*** Begin section ***

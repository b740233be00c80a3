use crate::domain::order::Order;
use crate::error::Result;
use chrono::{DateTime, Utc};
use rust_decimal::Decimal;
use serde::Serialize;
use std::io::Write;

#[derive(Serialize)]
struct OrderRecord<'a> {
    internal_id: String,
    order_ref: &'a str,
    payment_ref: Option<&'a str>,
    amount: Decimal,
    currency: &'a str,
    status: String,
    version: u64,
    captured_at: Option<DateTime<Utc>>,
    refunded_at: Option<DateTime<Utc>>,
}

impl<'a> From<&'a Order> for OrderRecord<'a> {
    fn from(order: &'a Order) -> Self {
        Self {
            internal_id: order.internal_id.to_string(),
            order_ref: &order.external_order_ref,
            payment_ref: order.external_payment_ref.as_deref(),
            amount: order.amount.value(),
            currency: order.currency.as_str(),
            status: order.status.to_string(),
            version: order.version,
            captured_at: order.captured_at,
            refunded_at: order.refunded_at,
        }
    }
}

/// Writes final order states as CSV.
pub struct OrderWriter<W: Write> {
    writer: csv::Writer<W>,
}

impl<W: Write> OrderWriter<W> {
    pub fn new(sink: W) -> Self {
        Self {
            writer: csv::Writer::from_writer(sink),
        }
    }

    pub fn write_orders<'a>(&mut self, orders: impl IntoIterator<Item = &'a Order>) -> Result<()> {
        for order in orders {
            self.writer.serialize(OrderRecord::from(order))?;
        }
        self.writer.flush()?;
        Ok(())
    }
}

*** End section ***

Work instructions: The lines above should be printed again, exactly as they are.

Exercise output:
repository b740233be00c80a3
use crate::domain::order::Order;
use crate::error::Result;
use chrono::{DateTime, Utc};
use rust_decimal::Decimal;
use serde::Serialize;
use std::io::Write;

#[derive(Serialize)]
struct OrderRecord<'a> {
    internal_id: String,
    order_ref: &'a str,
    payment_ref: Option<&'a str>,
    amount: Decimal,
    currency: &'a str,
    status: String,
    version: u64,
    captured_at: Option<DateTime<Utc>>,
    refunded_at: Option<DateTime<Utc>>,
}

impl<'a> From<&'a Order> for OrderRecord<'a> {
    fn from(order: &'a Order) -> Self {
        Self {
            internal_id: order.internal_id.to_string(),
            order_ref: &order.external_order_ref,
            payment_ref: order.external_payment_ref.as_deref(),
            amount: order.amount.value(),
            currency: order.currency.as_str(),
            status: order.status.to_string(),
            version: order.version,
            captured_at: order.captured_at,
            refunded_at: order.refunded_at,
        }
    }
}

/// Writes final order states as CSV.
pub struct OrderWriter<W: Write> {
    writer: csv::Writer<W>,
}

impl<W: Write> OrderWriter<W> {
    pub fn new(sink: W) -> Self {
        Self {
            writer: csv::Writer::from_writer(sink),
        }
    }

    pub fn write_orders<'a>(&mut self, orders: impl IntoIterator<Item = &'a Order>) -> Result<()> {
        for order in orders {
            self.writer.serialize(OrderRecord::from(order))?;
        }
        self.writer.flush()?;
        Ok(())
    }
}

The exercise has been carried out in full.